Your assignment:
When you find the line that contains "pub mod pool;", restate it and all lines after it exactly, stopping at the end of the material.

Dataset:
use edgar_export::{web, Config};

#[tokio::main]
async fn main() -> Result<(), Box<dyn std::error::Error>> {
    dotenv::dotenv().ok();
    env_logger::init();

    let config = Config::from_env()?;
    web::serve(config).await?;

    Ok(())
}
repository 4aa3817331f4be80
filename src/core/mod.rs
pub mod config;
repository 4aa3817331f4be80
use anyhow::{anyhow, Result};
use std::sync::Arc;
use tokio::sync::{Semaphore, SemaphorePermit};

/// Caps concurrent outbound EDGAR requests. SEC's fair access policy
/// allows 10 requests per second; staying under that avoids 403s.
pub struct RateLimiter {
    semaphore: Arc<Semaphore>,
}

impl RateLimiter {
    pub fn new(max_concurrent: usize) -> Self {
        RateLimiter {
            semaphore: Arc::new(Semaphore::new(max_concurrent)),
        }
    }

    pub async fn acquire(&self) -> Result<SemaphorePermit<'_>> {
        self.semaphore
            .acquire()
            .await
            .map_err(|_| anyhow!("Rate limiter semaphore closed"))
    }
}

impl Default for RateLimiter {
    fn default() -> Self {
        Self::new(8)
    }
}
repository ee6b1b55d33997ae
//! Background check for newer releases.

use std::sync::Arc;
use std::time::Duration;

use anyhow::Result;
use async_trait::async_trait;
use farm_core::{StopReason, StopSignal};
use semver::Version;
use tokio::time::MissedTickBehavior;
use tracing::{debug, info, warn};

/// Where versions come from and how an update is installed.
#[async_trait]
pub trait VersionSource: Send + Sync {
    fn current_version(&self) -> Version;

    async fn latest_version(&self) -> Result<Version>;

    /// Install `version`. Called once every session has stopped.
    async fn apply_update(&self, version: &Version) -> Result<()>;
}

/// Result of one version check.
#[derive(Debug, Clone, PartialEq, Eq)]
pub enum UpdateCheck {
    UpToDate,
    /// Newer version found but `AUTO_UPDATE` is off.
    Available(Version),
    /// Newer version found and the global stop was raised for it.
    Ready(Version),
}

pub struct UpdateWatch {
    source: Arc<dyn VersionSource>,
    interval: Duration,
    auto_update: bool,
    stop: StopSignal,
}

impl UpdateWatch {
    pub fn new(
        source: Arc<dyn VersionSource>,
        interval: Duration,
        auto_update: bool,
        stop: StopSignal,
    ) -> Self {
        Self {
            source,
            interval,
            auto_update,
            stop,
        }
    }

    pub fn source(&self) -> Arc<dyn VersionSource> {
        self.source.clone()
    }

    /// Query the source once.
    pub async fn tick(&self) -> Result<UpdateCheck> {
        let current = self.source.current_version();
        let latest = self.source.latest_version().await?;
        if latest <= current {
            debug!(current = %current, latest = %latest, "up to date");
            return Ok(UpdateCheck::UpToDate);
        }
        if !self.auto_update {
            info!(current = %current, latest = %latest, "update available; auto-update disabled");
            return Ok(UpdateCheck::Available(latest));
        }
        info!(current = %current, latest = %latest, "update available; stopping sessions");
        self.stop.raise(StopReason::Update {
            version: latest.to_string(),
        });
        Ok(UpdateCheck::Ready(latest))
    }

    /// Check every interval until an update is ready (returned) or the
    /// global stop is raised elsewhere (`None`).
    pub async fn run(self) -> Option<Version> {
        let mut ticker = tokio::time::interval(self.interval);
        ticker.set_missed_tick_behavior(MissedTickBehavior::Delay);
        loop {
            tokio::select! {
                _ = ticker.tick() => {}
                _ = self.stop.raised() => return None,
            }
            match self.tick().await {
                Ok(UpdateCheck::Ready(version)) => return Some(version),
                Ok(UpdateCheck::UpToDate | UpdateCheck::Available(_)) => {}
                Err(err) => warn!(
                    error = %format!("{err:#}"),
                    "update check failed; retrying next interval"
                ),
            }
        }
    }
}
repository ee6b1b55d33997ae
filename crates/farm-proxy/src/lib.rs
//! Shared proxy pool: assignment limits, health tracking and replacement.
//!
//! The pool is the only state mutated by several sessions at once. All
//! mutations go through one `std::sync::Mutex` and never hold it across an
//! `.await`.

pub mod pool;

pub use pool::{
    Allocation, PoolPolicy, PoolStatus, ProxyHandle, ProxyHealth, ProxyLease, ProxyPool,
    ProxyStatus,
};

Written reply:
pub mod pool;

pub use pool::{
    Allocation, PoolPolicy, PoolStatus, ProxyHandle, ProxyHealth, ProxyLease, ProxyPool,
    ProxyStatus,
};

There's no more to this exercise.